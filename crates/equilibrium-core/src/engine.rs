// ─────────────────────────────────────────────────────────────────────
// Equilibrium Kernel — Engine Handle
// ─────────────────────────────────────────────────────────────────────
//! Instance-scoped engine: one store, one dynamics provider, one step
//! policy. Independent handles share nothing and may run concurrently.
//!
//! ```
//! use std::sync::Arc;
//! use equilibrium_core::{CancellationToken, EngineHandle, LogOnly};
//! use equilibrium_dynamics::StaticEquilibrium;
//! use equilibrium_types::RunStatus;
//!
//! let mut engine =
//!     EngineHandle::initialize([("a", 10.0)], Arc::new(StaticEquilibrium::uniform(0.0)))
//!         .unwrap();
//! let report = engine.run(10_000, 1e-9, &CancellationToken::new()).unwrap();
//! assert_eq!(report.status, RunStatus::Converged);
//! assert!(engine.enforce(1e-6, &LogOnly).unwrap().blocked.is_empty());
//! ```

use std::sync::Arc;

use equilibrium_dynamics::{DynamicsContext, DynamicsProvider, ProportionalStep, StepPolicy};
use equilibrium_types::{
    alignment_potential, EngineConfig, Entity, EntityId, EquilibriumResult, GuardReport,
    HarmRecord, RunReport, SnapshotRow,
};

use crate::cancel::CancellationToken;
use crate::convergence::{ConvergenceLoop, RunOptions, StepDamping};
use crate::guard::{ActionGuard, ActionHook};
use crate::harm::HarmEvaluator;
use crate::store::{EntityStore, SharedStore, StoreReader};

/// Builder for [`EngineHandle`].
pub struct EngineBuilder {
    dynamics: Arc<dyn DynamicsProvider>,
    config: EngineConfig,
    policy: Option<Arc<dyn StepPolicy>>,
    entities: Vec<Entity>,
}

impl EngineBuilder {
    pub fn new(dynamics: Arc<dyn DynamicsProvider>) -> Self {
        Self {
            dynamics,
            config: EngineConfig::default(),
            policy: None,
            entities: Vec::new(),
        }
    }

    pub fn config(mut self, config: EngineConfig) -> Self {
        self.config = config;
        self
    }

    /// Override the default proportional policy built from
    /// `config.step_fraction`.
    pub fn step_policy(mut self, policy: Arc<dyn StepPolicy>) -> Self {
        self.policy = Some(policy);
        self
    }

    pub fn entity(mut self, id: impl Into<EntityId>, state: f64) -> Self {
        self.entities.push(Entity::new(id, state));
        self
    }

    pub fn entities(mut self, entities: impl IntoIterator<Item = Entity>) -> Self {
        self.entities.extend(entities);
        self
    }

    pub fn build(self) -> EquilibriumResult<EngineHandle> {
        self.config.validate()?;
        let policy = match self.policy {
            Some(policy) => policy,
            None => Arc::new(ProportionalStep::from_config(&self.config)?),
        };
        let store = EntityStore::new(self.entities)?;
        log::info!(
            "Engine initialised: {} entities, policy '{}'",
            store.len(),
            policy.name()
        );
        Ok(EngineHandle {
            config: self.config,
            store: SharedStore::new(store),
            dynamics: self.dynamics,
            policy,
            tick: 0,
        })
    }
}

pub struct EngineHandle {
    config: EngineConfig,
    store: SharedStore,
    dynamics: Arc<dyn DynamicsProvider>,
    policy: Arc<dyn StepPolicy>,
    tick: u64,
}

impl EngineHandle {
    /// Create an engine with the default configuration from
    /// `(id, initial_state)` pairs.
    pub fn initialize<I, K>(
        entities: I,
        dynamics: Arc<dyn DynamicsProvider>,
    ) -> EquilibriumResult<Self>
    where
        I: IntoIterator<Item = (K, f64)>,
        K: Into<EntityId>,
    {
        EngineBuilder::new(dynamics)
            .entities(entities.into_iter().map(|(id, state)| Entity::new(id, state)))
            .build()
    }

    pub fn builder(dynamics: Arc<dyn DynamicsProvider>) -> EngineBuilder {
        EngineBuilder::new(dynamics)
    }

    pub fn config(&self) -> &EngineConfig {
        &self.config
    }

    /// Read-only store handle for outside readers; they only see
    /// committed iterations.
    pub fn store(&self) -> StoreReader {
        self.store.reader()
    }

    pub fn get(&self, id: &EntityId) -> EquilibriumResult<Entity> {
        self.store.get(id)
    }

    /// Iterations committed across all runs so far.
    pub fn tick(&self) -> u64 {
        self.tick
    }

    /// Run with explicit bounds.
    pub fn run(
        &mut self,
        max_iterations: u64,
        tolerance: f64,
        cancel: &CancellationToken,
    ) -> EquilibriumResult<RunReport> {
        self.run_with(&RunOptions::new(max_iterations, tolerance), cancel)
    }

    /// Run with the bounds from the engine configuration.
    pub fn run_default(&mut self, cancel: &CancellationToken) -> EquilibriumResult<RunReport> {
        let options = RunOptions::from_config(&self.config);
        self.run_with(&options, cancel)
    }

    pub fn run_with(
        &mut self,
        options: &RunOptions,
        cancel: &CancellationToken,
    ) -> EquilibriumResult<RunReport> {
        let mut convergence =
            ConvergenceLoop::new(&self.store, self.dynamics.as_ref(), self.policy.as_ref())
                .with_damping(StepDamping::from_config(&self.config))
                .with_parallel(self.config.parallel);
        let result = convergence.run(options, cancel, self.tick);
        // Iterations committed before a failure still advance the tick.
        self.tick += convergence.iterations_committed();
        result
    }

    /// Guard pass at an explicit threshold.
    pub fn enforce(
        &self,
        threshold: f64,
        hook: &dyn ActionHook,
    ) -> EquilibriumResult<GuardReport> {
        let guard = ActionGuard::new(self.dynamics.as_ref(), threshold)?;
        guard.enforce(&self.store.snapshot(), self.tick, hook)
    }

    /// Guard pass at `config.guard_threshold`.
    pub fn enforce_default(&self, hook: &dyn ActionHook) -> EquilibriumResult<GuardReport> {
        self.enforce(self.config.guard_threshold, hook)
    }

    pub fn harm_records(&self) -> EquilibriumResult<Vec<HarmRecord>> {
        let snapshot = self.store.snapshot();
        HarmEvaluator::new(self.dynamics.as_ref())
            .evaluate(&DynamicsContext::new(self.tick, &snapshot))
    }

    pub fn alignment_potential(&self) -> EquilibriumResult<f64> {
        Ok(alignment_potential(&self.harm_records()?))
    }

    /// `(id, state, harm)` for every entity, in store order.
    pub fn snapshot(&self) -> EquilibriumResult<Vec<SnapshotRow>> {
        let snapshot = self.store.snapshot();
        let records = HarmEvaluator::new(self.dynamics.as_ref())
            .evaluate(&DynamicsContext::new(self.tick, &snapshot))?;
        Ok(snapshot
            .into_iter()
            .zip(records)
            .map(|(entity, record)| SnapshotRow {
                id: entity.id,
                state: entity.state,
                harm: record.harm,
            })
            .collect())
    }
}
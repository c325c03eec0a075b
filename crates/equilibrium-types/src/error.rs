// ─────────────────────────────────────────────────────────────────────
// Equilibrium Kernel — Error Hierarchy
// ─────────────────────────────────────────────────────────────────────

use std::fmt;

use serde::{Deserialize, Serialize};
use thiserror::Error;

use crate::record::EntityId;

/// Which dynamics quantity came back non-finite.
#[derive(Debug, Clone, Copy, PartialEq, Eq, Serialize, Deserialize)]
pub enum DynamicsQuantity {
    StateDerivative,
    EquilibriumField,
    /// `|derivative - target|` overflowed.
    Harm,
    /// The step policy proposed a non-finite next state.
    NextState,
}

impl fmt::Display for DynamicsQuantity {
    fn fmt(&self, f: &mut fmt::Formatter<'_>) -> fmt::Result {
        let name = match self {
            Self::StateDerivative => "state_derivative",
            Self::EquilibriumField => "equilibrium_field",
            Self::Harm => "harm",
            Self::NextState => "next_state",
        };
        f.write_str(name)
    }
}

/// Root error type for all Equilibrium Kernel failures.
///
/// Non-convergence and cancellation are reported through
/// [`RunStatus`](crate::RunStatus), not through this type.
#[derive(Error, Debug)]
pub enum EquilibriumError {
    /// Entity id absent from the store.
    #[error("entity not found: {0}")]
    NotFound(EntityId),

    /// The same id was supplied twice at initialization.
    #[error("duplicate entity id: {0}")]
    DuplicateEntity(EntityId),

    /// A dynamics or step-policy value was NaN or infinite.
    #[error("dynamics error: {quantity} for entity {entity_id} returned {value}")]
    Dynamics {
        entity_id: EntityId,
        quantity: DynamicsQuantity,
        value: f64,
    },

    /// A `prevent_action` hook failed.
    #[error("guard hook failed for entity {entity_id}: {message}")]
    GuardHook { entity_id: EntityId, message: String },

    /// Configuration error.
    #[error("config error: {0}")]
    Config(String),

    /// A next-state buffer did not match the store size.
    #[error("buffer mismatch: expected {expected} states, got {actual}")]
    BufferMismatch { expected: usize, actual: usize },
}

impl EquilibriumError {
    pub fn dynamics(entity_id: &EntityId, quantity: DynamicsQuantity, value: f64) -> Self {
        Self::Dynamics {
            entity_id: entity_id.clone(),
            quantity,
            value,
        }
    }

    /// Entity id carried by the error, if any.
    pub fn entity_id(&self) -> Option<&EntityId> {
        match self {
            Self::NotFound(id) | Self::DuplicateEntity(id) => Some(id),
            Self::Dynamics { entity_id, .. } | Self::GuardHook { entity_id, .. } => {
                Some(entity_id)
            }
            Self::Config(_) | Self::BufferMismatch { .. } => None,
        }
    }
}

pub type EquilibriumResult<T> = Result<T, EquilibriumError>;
_____
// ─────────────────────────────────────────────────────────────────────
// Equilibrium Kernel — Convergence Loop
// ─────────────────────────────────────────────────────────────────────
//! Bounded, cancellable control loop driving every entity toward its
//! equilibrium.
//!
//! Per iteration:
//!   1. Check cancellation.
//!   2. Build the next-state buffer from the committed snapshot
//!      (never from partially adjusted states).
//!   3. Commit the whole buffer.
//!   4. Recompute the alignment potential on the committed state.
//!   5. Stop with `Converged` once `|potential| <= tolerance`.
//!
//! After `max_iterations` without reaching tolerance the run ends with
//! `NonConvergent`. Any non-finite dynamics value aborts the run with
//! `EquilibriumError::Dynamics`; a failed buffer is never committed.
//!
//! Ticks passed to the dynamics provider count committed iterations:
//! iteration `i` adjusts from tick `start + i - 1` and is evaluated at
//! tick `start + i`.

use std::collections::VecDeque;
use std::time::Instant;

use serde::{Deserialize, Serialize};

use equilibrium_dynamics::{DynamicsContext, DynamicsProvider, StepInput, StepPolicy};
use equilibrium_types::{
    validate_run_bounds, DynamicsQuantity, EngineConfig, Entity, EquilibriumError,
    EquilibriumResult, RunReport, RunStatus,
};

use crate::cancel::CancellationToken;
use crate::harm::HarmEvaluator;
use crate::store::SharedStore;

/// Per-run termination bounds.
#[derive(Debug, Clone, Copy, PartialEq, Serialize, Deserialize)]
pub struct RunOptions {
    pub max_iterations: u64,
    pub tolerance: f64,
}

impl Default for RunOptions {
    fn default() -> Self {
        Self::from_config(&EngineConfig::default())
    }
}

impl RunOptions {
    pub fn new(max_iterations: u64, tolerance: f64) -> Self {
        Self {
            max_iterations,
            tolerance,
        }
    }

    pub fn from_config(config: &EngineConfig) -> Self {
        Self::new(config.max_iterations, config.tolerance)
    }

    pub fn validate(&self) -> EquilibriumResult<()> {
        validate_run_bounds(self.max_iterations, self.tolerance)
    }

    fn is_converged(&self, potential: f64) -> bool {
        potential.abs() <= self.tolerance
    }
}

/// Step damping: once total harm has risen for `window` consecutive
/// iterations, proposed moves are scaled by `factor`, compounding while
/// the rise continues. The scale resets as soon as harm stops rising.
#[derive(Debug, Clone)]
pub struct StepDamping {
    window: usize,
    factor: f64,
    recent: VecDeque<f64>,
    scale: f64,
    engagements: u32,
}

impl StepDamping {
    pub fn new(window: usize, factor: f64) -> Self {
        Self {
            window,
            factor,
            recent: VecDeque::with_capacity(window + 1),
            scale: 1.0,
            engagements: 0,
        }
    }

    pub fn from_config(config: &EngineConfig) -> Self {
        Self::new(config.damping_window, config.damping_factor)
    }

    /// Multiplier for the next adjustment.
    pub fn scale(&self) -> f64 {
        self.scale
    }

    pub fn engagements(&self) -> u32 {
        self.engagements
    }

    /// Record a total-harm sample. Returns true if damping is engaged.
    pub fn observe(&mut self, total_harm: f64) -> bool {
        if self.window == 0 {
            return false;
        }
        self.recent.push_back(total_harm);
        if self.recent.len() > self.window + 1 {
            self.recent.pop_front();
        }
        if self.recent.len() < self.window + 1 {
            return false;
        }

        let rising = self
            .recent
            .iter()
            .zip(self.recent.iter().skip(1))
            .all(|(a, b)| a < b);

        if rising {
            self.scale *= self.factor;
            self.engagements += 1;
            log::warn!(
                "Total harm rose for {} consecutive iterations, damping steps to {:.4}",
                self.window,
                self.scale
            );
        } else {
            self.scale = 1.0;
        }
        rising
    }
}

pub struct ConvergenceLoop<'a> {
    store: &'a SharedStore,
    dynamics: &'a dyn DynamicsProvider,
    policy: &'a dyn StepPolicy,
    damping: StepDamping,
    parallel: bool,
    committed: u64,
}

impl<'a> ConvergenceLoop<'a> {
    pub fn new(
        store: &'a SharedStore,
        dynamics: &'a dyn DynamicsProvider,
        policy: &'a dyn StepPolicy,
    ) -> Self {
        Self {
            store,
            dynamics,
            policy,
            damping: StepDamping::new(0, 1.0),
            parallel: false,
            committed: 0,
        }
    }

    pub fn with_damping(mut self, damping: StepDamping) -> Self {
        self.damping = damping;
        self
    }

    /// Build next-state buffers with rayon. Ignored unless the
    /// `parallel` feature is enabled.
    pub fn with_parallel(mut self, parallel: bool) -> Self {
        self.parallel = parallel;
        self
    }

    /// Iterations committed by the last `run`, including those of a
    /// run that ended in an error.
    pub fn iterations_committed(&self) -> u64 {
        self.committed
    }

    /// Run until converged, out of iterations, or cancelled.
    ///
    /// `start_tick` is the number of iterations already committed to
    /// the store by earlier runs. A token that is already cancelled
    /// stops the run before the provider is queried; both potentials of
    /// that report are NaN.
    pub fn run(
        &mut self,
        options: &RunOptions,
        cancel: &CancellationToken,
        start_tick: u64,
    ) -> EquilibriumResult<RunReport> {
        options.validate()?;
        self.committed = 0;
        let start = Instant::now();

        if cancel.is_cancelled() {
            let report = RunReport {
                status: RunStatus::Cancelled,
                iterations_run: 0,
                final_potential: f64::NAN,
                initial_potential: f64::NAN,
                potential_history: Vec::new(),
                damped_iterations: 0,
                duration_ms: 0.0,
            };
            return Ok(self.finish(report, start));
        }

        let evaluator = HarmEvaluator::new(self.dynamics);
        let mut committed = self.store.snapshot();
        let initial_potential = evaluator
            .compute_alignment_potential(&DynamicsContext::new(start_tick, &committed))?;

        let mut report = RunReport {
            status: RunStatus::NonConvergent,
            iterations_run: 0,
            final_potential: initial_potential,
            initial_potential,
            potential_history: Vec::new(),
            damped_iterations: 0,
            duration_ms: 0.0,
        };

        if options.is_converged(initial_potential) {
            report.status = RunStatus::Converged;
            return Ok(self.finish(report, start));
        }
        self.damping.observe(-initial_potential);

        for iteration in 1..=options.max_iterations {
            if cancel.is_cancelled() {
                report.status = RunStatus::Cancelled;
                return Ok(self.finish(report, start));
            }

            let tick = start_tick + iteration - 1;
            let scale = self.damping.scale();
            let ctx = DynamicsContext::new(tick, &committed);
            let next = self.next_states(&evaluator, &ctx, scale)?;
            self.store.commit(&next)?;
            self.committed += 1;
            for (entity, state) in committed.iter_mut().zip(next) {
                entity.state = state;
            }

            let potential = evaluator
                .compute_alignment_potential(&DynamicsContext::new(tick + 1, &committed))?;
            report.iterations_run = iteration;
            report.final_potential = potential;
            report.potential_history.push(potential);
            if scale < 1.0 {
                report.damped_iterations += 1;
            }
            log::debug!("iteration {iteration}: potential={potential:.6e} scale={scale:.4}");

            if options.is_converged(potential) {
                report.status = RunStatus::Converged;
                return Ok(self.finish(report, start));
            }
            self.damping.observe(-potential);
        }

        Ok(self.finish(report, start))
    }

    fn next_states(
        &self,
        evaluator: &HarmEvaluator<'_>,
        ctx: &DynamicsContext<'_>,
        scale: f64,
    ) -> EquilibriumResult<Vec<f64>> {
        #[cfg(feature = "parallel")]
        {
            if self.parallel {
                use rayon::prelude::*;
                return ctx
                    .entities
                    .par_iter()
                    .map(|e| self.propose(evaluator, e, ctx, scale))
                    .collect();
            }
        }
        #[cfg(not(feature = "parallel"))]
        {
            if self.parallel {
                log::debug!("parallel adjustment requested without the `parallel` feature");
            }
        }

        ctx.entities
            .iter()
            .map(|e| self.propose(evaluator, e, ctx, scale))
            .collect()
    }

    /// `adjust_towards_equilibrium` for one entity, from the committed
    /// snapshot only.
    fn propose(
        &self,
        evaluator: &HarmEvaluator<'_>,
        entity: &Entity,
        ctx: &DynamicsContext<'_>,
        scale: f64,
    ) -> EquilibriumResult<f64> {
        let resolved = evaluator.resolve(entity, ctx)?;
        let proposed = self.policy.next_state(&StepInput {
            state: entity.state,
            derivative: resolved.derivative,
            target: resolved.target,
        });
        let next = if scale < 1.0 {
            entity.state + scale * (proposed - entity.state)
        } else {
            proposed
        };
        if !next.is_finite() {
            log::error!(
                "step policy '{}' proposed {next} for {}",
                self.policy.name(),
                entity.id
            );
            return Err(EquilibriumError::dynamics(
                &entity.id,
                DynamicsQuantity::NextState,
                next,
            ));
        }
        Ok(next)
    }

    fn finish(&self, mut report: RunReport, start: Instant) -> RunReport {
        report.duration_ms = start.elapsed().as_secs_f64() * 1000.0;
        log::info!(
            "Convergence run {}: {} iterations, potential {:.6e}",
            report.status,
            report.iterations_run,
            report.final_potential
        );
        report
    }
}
_____
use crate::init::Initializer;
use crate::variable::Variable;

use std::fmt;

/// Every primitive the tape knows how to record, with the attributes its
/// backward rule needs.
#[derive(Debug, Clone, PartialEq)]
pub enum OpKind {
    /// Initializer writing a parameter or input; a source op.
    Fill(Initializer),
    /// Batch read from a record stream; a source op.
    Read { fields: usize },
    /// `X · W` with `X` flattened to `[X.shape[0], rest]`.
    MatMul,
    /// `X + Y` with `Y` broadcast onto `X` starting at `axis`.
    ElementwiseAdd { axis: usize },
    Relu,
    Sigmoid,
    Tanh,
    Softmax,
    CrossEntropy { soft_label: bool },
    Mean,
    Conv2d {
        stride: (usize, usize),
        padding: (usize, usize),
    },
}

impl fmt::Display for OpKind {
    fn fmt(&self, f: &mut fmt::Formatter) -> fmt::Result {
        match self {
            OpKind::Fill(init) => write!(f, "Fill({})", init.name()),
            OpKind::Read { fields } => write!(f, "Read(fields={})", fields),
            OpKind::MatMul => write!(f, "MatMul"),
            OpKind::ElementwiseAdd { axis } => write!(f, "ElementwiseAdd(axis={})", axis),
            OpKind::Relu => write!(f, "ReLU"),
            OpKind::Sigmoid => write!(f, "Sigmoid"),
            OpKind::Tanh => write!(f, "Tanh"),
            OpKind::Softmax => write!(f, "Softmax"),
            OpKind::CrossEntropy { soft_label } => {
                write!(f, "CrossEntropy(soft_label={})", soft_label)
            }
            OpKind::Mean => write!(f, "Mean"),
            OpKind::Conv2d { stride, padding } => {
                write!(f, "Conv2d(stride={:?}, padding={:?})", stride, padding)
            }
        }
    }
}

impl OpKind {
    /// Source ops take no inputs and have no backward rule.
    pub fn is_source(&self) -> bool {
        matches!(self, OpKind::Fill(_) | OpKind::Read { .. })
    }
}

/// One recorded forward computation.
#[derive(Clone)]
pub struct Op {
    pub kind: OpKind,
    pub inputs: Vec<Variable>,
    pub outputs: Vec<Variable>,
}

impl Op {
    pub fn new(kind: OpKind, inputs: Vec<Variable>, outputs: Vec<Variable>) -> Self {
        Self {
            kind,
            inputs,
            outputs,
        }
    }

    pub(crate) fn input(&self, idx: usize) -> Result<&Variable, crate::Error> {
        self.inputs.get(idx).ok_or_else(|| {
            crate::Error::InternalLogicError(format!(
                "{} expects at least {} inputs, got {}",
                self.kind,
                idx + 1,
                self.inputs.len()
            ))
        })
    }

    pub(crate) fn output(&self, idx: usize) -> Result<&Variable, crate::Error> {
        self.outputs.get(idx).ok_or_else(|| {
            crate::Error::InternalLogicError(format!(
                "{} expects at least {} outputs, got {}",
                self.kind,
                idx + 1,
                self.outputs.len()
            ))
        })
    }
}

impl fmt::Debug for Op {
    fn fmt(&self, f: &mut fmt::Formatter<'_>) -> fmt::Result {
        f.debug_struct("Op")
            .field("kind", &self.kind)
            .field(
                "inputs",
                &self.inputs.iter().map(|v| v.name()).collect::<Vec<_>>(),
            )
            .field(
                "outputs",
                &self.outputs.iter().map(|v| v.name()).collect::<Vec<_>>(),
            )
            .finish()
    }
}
_____
ASSIGNMENT: From the data above, output exactly the lines between the one containing "f.write_str(name)" and the one containing "twice at initialization.", counting both of them.

TASK ANSWER:
        f.write_str(name)
    }
}

/// Root error type for all Equilibrium Kernel failures.
///
/// Non-convergence and cancellation are reported through
/// [`RunStatus`](crate::RunStatus), not through this type.
#[derive(Error, Debug)]
pub enum EquilibriumError {
    /// Entity id absent from the store.
    #[error("entity not found: {0}")]
    NotFound(EntityId),

    /// The same id was supplied twice at initialization.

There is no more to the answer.